EmulatorsTrainer.jl

EmulatorsTrainer.jl is a Julia package designed to train the emulators of the CosmologicalEmulators GitHub organization.

Structure

In order to train and validate an emulator, there are three major steps:

Dataset creation. You need to create a dataset of ground-truth prediction (in most of our application, this relies on Boltzmann solvers or Perturbation Theory calculations)
Emulators training. After creating the training datasets, we need to actually train the emulators.
Emulators validation. The last step is the emulator validation, in order to assess the accuracy of the trained emulator.

EmulatorsTrainer.jl provides utilities for each of this three steps.

According to the emulator you are training (Bora.jl, Capse.jl, Effort.jl, etc...), specific dependencies and commands are going to be used. The design principle behind EmulatorsTrainer.jl is that it will contain only functions independent of the specific emulators to be trained. There will be no CAMB, CLASS, pybird, velocileptors dependencies. This is an intentional choice: the user has to write its own functions to compute the ground-truth.

In order to use the dataset creation feature, you need to write a function that computes your observables and stores it locally. The function object should receive two positional arguments as input, the dictionary with the value of the parameters and the root where to store the results of the computation.

Examples

Although we do not incorporate anything specific in this package, we have a gallery with some working examples.

Again on examples

We have not yet released any example. We plan to release a bunch of them in the near future.

As usual it is easier to show things, rather than explain them.

In this example, we are gonna show how to create the dataset for training Capse.jl. Let us start importing the relevant packages.

using Distributed
using NPZ
using ClusterManagers
using EmulatorsTrainer
using JSON3
using Random

Using ClusterManagers.jl we can add some processes that we are gonna use to create the training dataset

addprocs_lsf(100; bsub_flags=`-q medium -n 2 -M 6094`)

Process creation

The previous command is specific for my computing farm (an LSF facility) with the resources required for my specific needs. Modify this command as appropriate for your use case!

After adding the processes, create a begin-end quote, such as the the following

@everywhere begin
    using NPZ, EmulatorsTrainer, JSON3, Random, PyCall
    camb = pyimport("camb")
    pars = ["ln10As", "ns", "H0", "ombh2", "omch2", "tau"]
    lb = [2.5, 0.88, 40., 0.1933, 0.08, 0.02]
    ub = [3.5, 1.05, 100., 0.2533, 0.2, 0.12]


    n = 1000
    s = EmulatorsTrainer.create_training_dataset(n, lb, ub)

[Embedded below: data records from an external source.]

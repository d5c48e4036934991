//! Deploy scripts and the environment they run in

pub mod accounts;
pub mod artifacts;
pub mod deployer;
pub mod environment;
pub mod scripts;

    root_dir = "/path/where/save/computed/stuff"

    function camb_script(CosmoDict, root_path)
        rand_str = root_path*"/"*randstring(10)
        mkdir(rand_str)

        stuff = camb_compute(...)

        npzwrite(rand_str*"/stuff.npy", stuff)

        open(rand_str*"/capse_dict.json", "w") do io
            JSON3.write(io, CosmoDict)
        end
    end
end

What has been done in the previous block?

We import again the necessary modules, making them available to the loaded processes
We import camb as well, using PyCall
We create the combination of input cosmological parameters, after setting the lower and the upper bounds (lb and ub)
We define the camb_script method, which takes as input the dictionary with the input cosmological parameters, computes stuff using CAMB and store both the dictionary and stuff in a generated subfolder

CAMB and CLASS usage

Actually there are no Julia wrapper for either CAMB or CLASS. However, it is still possible to use them within Julia, using thepackages devoted to this goal:

PyCall.jl and PythonCall.jl can be used to call Python code within Julia.
Conda.jl and CondaPkg.jl can be used to manage conda- and pip-installable packages

This works also with other Python codes such as velocileptor and pybird.

After this, the last missing command is

EmulatorsTrainer.compute_dataset(s, pars, root_dir, camb_script)

This command will execute camb_script for each combination of input cosmological parameters, using the available processes.

Emulators training

Emulators validation

Authors

Marco Bonici, PostDoctoral researcher at Waterloo Centre for Astrophysics
Federico Bianchini, PostDoctoral researcher at Stanford

Contributing

Pull requests are welcome. For major changes, please open an issue first to discuss what you would like to change.

Please make sure to update tests as appropriate.

License

EmulatorsTrainer.jl is licensed under the MIT "Expat" license; see LICENSE for the full license text.